The original paper can be found here.
The authors of this paper have made a BCI that decodes handwriting movements from neural activity and translates it to text using RNNs to decode signals.
In one of the early experiments, they asked a paralysed subject to “attempt” to write as if his hand was not paralysed. These are the main insights from the experiment: - they recorded neural activity and then used PCA to extract the top 3 axes with the highest variance. - when they used t-SNE, it was also revealed that “characters which are written similarly are closer together” - overall takeaway: even after years of paralysis, the neural representations of handwriting in the brain is strong enough to be useful in a BCI
In this paper, they use LM-like models to deocde EEG data. They see that a single pre-trained generalised pretty well accross different subjects.
In the field of BCI, it has been generally seen that shallow NNs are more effective than their deeper counterparts. So we just train a new small NN for each user. Even though shallow NNs are good when trained on one person, it is seen that deeper NNs suck less when theyre trained on person A and tested on person B when compared to shallow NNs.
We might be able to exploit the tranferable nature of the first few layers of DNNs in BCI too.
The authors have developed a framework where arbitrary EEG segments are encoded as a seq of learned vectors. They basically made EEG -> Embeddings. Problems like sleep-stage classification involves smooth changes in the signals within the brain. White EEG data from other tasks might be different.

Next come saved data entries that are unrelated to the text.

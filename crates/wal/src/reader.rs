use std::fs::File;
use std::io::{BufReader, Read};
use std::path::Path;

use byteorder::{ByteOrder, LittleEndian};

use crate::format::{record_crc, unmask_crc, RecordType, BLOCK_SIZE, HEADER_SIZE};
use crate::WalError;

/// Reads back the logical records produced by [`LogWriter`](crate::LogWriter).
///
/// The reader consumes the file one 32 KiB block at a time, parses the
/// 7-byte headers, verifies each fragment's masked CRC, and reassembles
/// `First`/`Middle`/`Last` chains into whole records.
///
/// A truncated tail — a header or fragment cut off at end of file, as left
/// behind by a crash mid-write — is treated as a clean end of the log; all
/// complete records before it are still returned. Anything else that does
/// not parse (CRC mismatch, reserved type byte, a length that runs past the
/// block) is reported as [`WalError::Corrupt`].
pub struct LogReader<R: Read> {
    src: R,
    /// Current block, refilled whole.
    buffer: Vec<u8>,
    /// Parse position within `buffer`.
    buffer_offset: usize,
    /// Valid bytes in `buffer` (short for the final block).
    buffer_len: usize,
    eof: bool,
}

impl LogReader<BufReader<File>> {
    /// Opens a log file for sequential replay.
    pub fn open<P: AsRef<Path>>(path: P) -> Result<Self, WalError> {
        let file = File::open(path)?;
        Ok(Self::new(BufReader::with_capacity(BLOCK_SIZE, file)))
    }
}

impl<R: Read> LogReader<R> {
    /// Wraps any byte source (e.g. an in-memory `Cursor` in tests).
    pub fn new(src: R) -> Self {
        Self {
            src,
            buffer: vec![0u8; BLOCK_SIZE],
            buffer_offset: 0,
            buffer_len: 0,
            eof: false,
        }
    }

    /// Returns the next logical record, or `None` at end of log.
    pub fn read_record(&mut self) -> Result<Option<Vec<u8>>, WalError> {
        let mut scratch: Vec<u8> = Vec::new();
        let mut in_fragmented_record = false;

        loop {
            let Some((ty, fragment)) = self.read_physical_record()? else {
                // A dangling First/Middle chain at EOF is a crashed write;
                // drop it like a truncated tail.
                return Ok(None);
            };

            match ty {
                RecordType::Full => {
                    if in_fragmented_record {
                        return Err(WalError::Corrupt(
                            "partial record followed by full record".into(),
                        ));
                    }
                    return Ok(Some(fragment));
                }
                RecordType::First => {
                    if in_fragmented_record {
                        return Err(WalError::Corrupt(
                            "partial record followed by first fragment".into(),
                        ));
                    }
                    scratch = fragment;
                    in_fragmented_record = true;
                }
                RecordType::Middle => {
                    if !in_fragmented_record {
                        return Err(WalError::Corrupt(
                            "middle fragment without preceding first".into(),
                        ));
                    }
                    scratch.extend_from_slice(&fragment);
                }
                RecordType::Last => {
                    if !in_fragmented_record {
                        return Err(WalError::Corrupt(
                            "last fragment without preceding first".into(),
                        ));
                    }
                    scratch.extend_from_slice(&fragment);
                    return Ok(Some(scratch));
                }
            }
        }
    }

    /// Iterator adapter over [`read_record`](LogReader::read_record).
    pub fn records(&mut self) -> Records<'_, R> {
        Records { reader: self }
    }

    /// Parses the next checksummed fragment, refilling the block buffer as
    /// needed. `None` means clean EOF (including a truncated tail).
    fn read_physical_record(&mut self) -> Result<Option<(RecordType, Vec<u8>)>, WalError> {
        loop {
            if self.buffer_offset + HEADER_SIZE > self.buffer_len {
                // Block trailer (or a header cut off at EOF): skip to the
                // next block.
                if !self.fill_buffer()? {
                    return Ok(None);
                }
                continue;
            }

            let header = &self.buffer[self.buffer_offset..self.buffer_offset + HEADER_SIZE];
            let stored_crc = LittleEndian::read_u32(&header[0..4]);
            let length = LittleEndian::read_u16(&header[4..6]) as usize;
            let type_byte = header[6];

            // An all-zero header is what the zero-filled trailer of a block
            // (or a preallocated region) reads back as; it only reaches this
            // point if the file ends inside it.
            if stored_crc == 0 && length == 0 && type_byte == 0 {
                self.buffer_offset = self.buffer_len;
                continue;
            }

            let ty = RecordType::from_byte(type_byte)
                .ok_or_else(|| WalError::Corrupt(format!("reserved record type {type_byte}")))?;

            let data_start = self.buffer_offset + HEADER_SIZE;
            if data_start + length > self.buffer_len {
                if self.eof {
                    // Fragment cut off by a crash; everything before it is
                    // intact.
                    return Ok(None);
                }
                return Err(WalError::Corrupt("record length exceeds block".into()));
            }

            let fragment = &self.buffer[data_start..data_start + length];
            if record_crc(ty, fragment) != unmask_crc(stored_crc) {
                return Err(WalError::Corrupt("record checksum mismatch".into()));
            }

            self.buffer_offset = data_start + length;
            return Ok(Some((ty, fragment.to_vec())));
        }
    }

    /// Reads the next block. Returns `false` at EOF.
    fn fill_buffer(&mut self) -> Result<bool, WalError> {
        if self.eof {
            return Ok(false);
        }

        self.buffer_offset = 0;
        self.buffer_len = 0;
        while self.buffer_len < BLOCK_SIZE {
            let n = self.src.read(&mut self.buffer[self.buffer_len..])?;
            if n == 0 {
                self.eof = true;
                break;
            }
            self.buffer_len += n;
        }
        Ok(self.buffer_len > 0)
    }
}

/// Iterator over the records of a log, yielding errors in place.
pub struct Records<'a, R: Read> {
    reader: &'a mut LogReader<R>,
}

impl<R: Read> Iterator for Records<'_, R> {
    type Item = Result<Vec<u8>, WalError>;

    fn next(&mut self) -> Option<Self::Item> {
        self.reader.read_record().transpose()
    }
}
//! # Manifest — version-edit delta codec
//!
//! The manifest is the persistent record of which sorted-table files exist
//! at which level. It is written as a log of deltas: every metadata
//! transaction (a flush adding an L0 file, a compaction swapping inputs for
//! outputs) builds a [`VersionEdit`], serializes it, and appends it as one
//! logical record to the manifest log — which uses the same framing as the
//! WAL. On recovery the edits are decoded in order and replayed to rebuild
//! the live file set.
//!
//! ## Wire format
//!
//! An edit is a sequence of tagged fields; only fields that were set are
//! present, and repeated fields appear once per entry:
//!
//! ```text
//! [tag: varint][body]...
//!
//! tag 1  comparator        length-prefixed string
//! tag 2  log number        varint
//! tag 3  next file number  varint
//! tag 4  last sequence     varint
//! tag 5  compact pointer   varint level + length-prefixed internal key
//! tag 6  deleted file      varint level + varint file number
//! tag 7  new file          varint level + varint number + varint size
//!                          + length-prefixed smallest + largest keys
//! tag 9  prev log number   varint
//! ```
//!
//! Decoding is all-or-nothing: unknown tags, truncated varints or strings,
//! and out-of-range levels abort with [`ManifestError::Corrupt`] naming the
//! offending field, and the caller must discard the partial edit.

use thiserror::Error;

mod coding;
mod edit;
mod key;

pub use edit::{FileMetaData, VersionEdit, NUM_LEVELS};
pub use key::{InternalKey, ValueType};

/// Errors from the version-edit codec.
#[derive(Debug, Error)]
pub enum ManifestError {
    /// A version edit that does not parse; the payload names the field
    /// being decoded when the input ran out or stopped making sense.
    #[error("corrupt version edit: {0}")]
    Corrupt(String),
}

#[cfg(test)]
mod tests;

Notes on training the transformer: 1. They first train a transformer-encoder 2. They use a weight init scheme known as T-Fixup 3. 8 layers, with 8 heads, model dimension of 1536 and an internal feed-forward dimension of 3076 4. Represent position using an additive (grouped) conv layer 5. Cosine learning rate decay 6. Linear warm-up for 5 and 10% of total training steps (batches) for pre-training and fine-tuning 7. The pre-training procedure largely follows that of wav2vec 2.0
The total number of parameters trained in the final model was over one billion parameters.